Over 715,000 tonnes of food are wasted annually in Denmark, with nearly a quarter of that figure coming from retailers. That is too much, say the Social Democrats, who are prepared to legislate against wastage.


The Social Democrats could pass laws restricting supermarkets from throwing out food should they win next week’s general election, Ritzau reports.

The party on Wednesday presented a new plan to reduce food waste.

Should it be elected as leader of a new government in next week’s general election, the Social Democrats will enter dialogue with the food retail sector to find a target for reduction of wastage, which the industry will then be required to comply with.

If targets are not met, a Social Democrat-led government would seek to pass laws banning food waste, said Dan Jørgensen, the party’s deputy leader in parliament.

“In the first instance, we would hope that when we reach an agreement with the retail industry, they will reach that (target),” Jørgensen said.

“But if there are no results, we are prepared to legislate,” he added.

Potential laws in the area could require companies to use unsold food as biofuels, animal feed or for donation to charitable organisations, with the overall aim of preventing it from being thrown out, Jørgensen explained.

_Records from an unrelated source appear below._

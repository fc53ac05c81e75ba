use std::collections::HashMap;
use std::sync::atomic::{AtomicBool, Ordering};
use std::sync::Arc;

use serde_json::json;
use tokio::sync::Mutex;
use tokio::task::JoinHandle;
use tracing::{error, info, warn};
use uuid::Uuid;

use crate::broker::{StreamBroker, StreamMessage, GROUP_PM, TASKS_RESULTS};
use crate::db::Db;
use crate::error::TaskError;
use crate::registry::WorkerRegistry;
use crate::state::TaskStateMachine;
use crate::types::{ResultKind, Task, TaskResult, TaskStatus, WorkerStatus};

/// One logical PM per project: a scheduling loop that feeds ready tasks to
/// the work queue when idle workers exist, and a results loop that consumes
/// worker output and advances the state machine.
pub struct PmOrchestrator {
    project_id: Uuid,
    db: Arc<Db>,
    broker: Arc<dyn StreamBroker>,
    registry: Arc<WorkerRegistry>,
    state: Arc<TaskStateMachine>,
    running: AtomicBool,
    tick_s: u64,
    results_block_ms: u64,
}

impl PmOrchestrator {
    pub fn new(
        project_id: Uuid,
        db: Arc<Db>,
        broker: Arc<dyn StreamBroker>,
        registry: Arc<WorkerRegistry>,
        state: Arc<TaskStateMachine>,
        tick_s: u64,
        results_block_ms: u64,
    ) -> Self {
        Self {
            project_id,
            db,
            broker,
            registry,
            state,
            running: AtomicBool::new(true),
            tick_s,
            results_block_ms,
        }
    }

    pub fn project_id(&self) -> Uuid {
        self.project_id
    }

    /// Signal both loops to exit after their current iteration. In-flight
    /// work finishes its commit + ack first; consumed-but-unacked messages
    /// stay pending and are redelivered to the next PM.
    pub fn stop(&self) {
        self.running.store(false, Ordering::Release);
    }

    pub fn is_running(&self) -> bool {
        self.running.load(Ordering::Acquire)
    }

    /// Promote dependency-free waiting tasks, then run both loops until
    /// `stop()`.
    pub async fn run(self: Arc<Self>) {
        if let Err(e) = self.state.promote_waiting(self.project_id).await {
            warn!("promote waiting tasks for {}: {e}", self.project_id);
        }
        let scheduler = Arc::clone(&self);
        let results = Arc::clone(&self);
        tokio::join!(scheduler.scheduling_loop(), results.results_loop());
        info!("orchestrator for {} stopped", self.project_id);
    }

    // ── Scheduling loop ──────────────────────────────────────────────────

    async fn scheduling_loop(self: Arc<Self>) {
        while self.is_running() {
            if let Err(e) = self.schedule_pass().await {
                error!("scheduling loop error: {e}");
            }
            tokio::time::sleep(std::time::Duration::from_secs(self.tick_s)).await;
        }
    }

    /// Queue ready tasks up to the number of idle workers. Which worker
    /// actually picks a task up is decided by consumer-group semantics;
    /// this pass only avoids over-queueing when nobody is listening.
    pub async fn schedule_pass(&self) -> Result<(), TaskError> {
        let ready = self
            .db
            .list_ready_by_priority(self.project_id)
            .map_err(TaskError::Storage)?;
        let idle_workers = self
            .registry
            .list_all()
            .await
            .into_iter()
            .filter(|w| w.status == WorkerStatus::Idle)
            .count();

        for task in ready.into_iter().take(idle_workers) {
            self.state
                .transition(
                    task.id,
                    TaskStatus::Queued,
                    Some("Scheduled by PM"),
                    "pm",
                    None,
                    None,
                )
                .await?;
        }
        Ok(())
    }

    /// Manually queue the highest-priority ready task.
    pub async fn queue_next(&self) -> Result<Option<Task>, TaskError> {
        let ready = self
            .db
            .list_ready_by_priority(self.project_id)
            .map_err(TaskError::Storage)?;
        let Some(task) = ready.into_iter().next() else {
            return Ok(None);
        };
        let outcome = self
            .state
            .transition(
                task.id,
                TaskStatus::Queued,
                Some("Manually queued"),
                "user",
                None,
                None,
            )
            .await?;
        Ok(Some(outcome.task))
    }

    // ── Results loop ─────────────────────────────────────────────────────

    async fn results_loop(self: Arc<Self>) {
        while self.is_running() {
            let messages = match self
                .broker
                .consume(TASKS_RESULTS, GROUP_PM, "pm-0", 10, self.results_block_ms)
                .await
            {
                Ok(messages) => messages,
                Err(e) => {
                    if self.is_running() {
                        error!("results loop consume error: {e}");
                        tokio::time::sleep(std::time::Duration::from_secs(5)).await;
                    }
                    continue;
                }
            };

            for msg in messages {
                match self.process_result(&msg).await {
                    Ok(()) => {
                        if let Err(e) = self.broker.ack(TASKS_RESULTS, GROUP_PM, &msg.id).await {
                            warn!("ack result {}: {e}", msg.id);
                        }
                    }
                    // Leave unacked; the broker redelivers and transition
                    // idempotence makes the retry safe.
                    Err(e) => error!("result processing error: {e}"),
                }
            }
        }
    }

    /// Dispatch one result message. Returns Ok for everything that should
    /// be acked (duplicates, unknown tasks, undecodable payloads included)
    /// and Err only for failures worth a redelivery.
    pub async fn process_result(&self, msg: &StreamMessage) -> Result<(), TaskError> {
        let Some(result) = TaskResult::from_fields(&msg.fields) else {
            warn!("dropping undecodable result message {}", msg.id);
            return Ok(());
        };
        let task = match self.db.get_task(result.task_id).map_err(TaskError::Storage)? {
            Some(task) => task,
            None => {
                warn!("result for unknown task {}", result.task_id);
                return Ok(());
            }
        };

        match result.kind {
            ResultKind::Execution {
                success: true,
                output_path,
                ..
            } => {
                self.assign_reviewer(&task, result.worker_id, output_path.as_deref())
                    .await?;
            }
            ResultKind::Execution {
                success: false,
                error_message,
                ..
            } => {
                let reason = format!(
                    "Execution failed: {}",
                    error_message.unwrap_or_default()
                );
                self.apply(task.id, TaskStatus::Rejected, &reason, None).await?;
                if let Some(worker_id) = result.worker_id {
                    self.registry.set_idle(worker_id).await;
                }
            }
            ResultKind::Qa {
                passed: true,
                feedback,
                ..
            } => {
                let extra = json!({ "qa_result": feedback });
                self.apply(task.id, TaskStatus::Done, "QA passed", Some(&extra))
                    .await?;
                if let Some(worker_id) = result.worker_id {
                    self.registry.set_idle(worker_id).await;
                }
            }
            ResultKind::Qa {
                passed: false,
                feedback,
                ..
            } => {
                let reason = format!("QA failed: {feedback}");
                let extra = json!({ "qa_result": feedback });
                self.apply(task.id, TaskStatus::Rejected, &reason, Some(&extra))
                    .await?;
                if let Some(worker_id) = result.worker_id {
                    self.registry.set_idle(worker_id).await;
                }
            }
        }
        Ok(())
    }

    /// Pick any idle worker other than the executor and route the task to
    /// review. With no eligible reviewer the task stays in_progress and the
    /// next pass retries.
    async fn assign_reviewer(
        &self,
        task: &Task,
        executor_id: Option<Uuid>,
        output_path: Option<&str>,
    ) -> Result<(), TaskError> {
        let workers = self.registry.list_all().await;
        let reviewer = workers
            .into_iter()
            .find(|w| w.status == WorkerStatus::Idle && Some(w.id) != executor_id);

        let Some(reviewer) = reviewer else {
            info!("no eligible reviewer for task {}, leaving in progress", task.id);
            return Ok(());
        };

        let mut extra = json!({ "reviewer_id": reviewer.id.to_string() });
        if let (Some(obj), Some(path)) = (extra.as_object_mut(), output_path) {
            obj.insert("output_path".to_string(), json!(path));
        }
        self.apply(task.id, TaskStatus::Review, "Assigned reviewer", Some(&extra))
            .await?;
        self.registry.set_busy(reviewer.id, task.id).await;
        Ok(())
    }

    /// Run a PM-actor transition, treating a transition-table refusal as an
    /// already-processed duplicate.
    async fn apply(
        &self,
        task_id: Uuid,
        to: TaskStatus,
        reason: &str,
        extra: Option<&serde_json::Value>,
    ) -> Result<(), TaskError> {
        match self
            .state
            .transition(task_id, to, Some(reason), "pm", extra, None)
            .await
        {
            Ok(_) => Ok(()),
            Err(TaskError::InvalidTransition { from, to }) => {
                info!("duplicate result for task {task_id} ({from} -> {to}), ignoring");
                Ok(())
            }
            Err(e) => Err(e),
        }
    }
}

// ── Supervisor ───────────────────────────────────────────────────────────

struct SupervisedPm {
    orchestrator: Arc<PmOrchestrator>,
    handle: JoinHandle<()>,
}

/// Owns the per-project orchestrator map. The supervisor is the only
/// mutator; handlers go through it to start, pause and inspect PMs.
#[derive(Default)]
pub struct Supervisor {
    entries: Mutex<HashMap<Uuid, SupervisedPm>>,
}

impl Supervisor {
    pub fn new() -> Self {
        Self::default()
    }

    /// Spawn the orchestrator's loops. Returns false when one is already
    /// running for the project.
    pub async fn start(&self, orchestrator: Arc<PmOrchestrator>) -> bool {
        let mut entries = self.entries.lock().await;
        let project_id = orchestrator.project_id();
        if let Some(existing) = entries.get(&project_id) {
            if existing.orchestrator.is_running() && !existing.handle.is_finished() {
                return false;
            }
        }
        let handle = tokio::spawn(Arc::clone(&orchestrator).run());
        entries.insert(project_id, SupervisedPm { orchestrator, handle });
        true
    }

    /// Flag the project's orchestrator to stop. Returns false when none is
    /// running.
    pub async fn pause(&self, project_id: Uuid) -> bool {
        let entries = self.entries.lock().await;
        match entries.get(&project_id) {
            Some(entry) if entry.orchestrator.is_running() => {
                entry.orchestrator.stop();
                true
            }
            _ => false,
        }
    }

    pub async fn is_running(&self, project_id: Uuid) -> bool {
        let entries = self.entries.lock().await;
        entries
            .get(&project_id)
            .map(|e| e.orchestrator.is_running() && !e.handle.is_finished())
            .unwrap_or(false)
    }

    /// Stop every orchestrator (server shutdown).
    pub async fn stop_all(&self) {
        let entries = self.entries.lock().await;
        for entry in entries.values() {
            entry.orchestrator.stop();
        }
    }
}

The party has so far resisted setting out any specific criteria or sanctions for companies that do not meet agreed targets.

But a number of initiatives would be put into place to reduce food waste with the targets in mind, deputy leader Jørgensen said.

Current VAT (Danish: moms) rules can result in extra expenses for stores which donate or give away food, and could be subject to change as part of the Social Democrat initiative.

But the industry has previously pointed out that EU rules make legislative changes in the area difficult.

Charities which make use of surplus food could also be boosted by the party’s plan, but no specific spending has yet been set out.

“It could well be that this area needs more resources, and we will look at that,” Jørgensen said.

A number of Danish companies already have schemes in place to reduce food waste.

These include Salling Group, which owns the Netto and Føtex chains amongst others in Denmark. The company aims to halve its food wastage by 2030.

Private households remain the biggest source of food waste in Denmark, with a 36 percent share – equivalent to 260,000 tonnes annually. Retail is the second largest contributor, at 23 percent or 163,000 tonnes.